***** RECORDS PROVIDED

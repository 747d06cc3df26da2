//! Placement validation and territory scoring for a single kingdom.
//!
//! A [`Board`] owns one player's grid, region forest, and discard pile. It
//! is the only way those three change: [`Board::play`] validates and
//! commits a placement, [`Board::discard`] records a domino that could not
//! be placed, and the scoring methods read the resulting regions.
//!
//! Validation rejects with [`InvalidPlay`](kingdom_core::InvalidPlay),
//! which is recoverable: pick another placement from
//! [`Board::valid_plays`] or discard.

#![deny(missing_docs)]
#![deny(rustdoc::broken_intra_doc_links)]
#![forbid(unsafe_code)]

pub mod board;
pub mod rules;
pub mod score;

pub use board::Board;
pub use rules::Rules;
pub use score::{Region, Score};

**********
***** RECORDS PROVIDED

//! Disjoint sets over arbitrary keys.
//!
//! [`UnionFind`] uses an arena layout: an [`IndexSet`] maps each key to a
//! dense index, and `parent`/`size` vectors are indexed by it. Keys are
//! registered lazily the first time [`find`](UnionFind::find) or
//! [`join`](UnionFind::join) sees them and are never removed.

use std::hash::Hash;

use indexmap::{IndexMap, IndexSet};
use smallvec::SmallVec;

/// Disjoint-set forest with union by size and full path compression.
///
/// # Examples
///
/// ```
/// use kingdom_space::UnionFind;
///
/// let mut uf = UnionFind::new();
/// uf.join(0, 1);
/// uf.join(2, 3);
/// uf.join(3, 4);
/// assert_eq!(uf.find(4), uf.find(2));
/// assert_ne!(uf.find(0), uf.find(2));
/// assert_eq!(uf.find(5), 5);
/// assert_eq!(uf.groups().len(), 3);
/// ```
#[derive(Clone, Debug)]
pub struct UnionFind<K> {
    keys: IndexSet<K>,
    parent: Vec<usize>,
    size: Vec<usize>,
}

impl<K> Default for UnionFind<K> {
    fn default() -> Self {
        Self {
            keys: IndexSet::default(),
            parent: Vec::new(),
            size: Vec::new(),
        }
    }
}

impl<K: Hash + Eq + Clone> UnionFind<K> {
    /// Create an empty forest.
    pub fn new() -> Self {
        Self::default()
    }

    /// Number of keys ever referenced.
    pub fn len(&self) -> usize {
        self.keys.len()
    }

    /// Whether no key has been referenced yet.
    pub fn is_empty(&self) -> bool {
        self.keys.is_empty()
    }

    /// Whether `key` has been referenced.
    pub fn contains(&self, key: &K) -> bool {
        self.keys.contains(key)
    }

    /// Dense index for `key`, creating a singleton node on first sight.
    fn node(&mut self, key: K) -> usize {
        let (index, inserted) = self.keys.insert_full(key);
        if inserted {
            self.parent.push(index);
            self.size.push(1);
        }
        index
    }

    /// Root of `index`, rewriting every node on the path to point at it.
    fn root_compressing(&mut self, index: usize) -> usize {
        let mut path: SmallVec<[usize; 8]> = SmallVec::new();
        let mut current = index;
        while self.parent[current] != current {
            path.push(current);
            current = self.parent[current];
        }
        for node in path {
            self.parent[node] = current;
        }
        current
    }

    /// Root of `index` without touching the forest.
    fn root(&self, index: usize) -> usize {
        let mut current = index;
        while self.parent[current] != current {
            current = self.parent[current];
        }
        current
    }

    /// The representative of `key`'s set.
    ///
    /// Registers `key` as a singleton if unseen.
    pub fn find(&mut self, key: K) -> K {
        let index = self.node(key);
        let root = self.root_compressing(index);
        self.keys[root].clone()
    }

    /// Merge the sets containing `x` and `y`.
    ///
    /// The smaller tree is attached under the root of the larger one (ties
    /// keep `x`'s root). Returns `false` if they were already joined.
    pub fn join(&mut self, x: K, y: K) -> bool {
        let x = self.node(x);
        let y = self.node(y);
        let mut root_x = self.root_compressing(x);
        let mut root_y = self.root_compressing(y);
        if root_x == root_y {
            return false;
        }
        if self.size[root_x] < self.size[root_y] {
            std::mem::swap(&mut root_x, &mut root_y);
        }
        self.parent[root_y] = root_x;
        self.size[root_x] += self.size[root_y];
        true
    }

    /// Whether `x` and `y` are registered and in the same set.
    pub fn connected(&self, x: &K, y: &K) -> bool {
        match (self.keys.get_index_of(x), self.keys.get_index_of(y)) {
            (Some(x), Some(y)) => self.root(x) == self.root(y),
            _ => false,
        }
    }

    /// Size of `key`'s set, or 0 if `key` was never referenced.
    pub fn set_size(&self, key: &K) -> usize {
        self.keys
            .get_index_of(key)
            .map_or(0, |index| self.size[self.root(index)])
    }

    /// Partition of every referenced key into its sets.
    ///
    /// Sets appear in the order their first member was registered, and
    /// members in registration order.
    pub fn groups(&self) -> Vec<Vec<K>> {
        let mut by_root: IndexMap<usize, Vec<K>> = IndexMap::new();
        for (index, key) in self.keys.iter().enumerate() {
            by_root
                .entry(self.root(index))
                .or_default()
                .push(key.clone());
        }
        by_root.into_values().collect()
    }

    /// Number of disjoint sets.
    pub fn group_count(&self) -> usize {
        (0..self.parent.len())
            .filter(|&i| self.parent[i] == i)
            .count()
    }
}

**********

- [WORK REQUIRED] When a line in the material contains the string "scoring", copy that line.

- [RESULT]
//! Placement validation and territory scoring for a single kingdom.
//! be placed, and the scoring methods read the resulting regions.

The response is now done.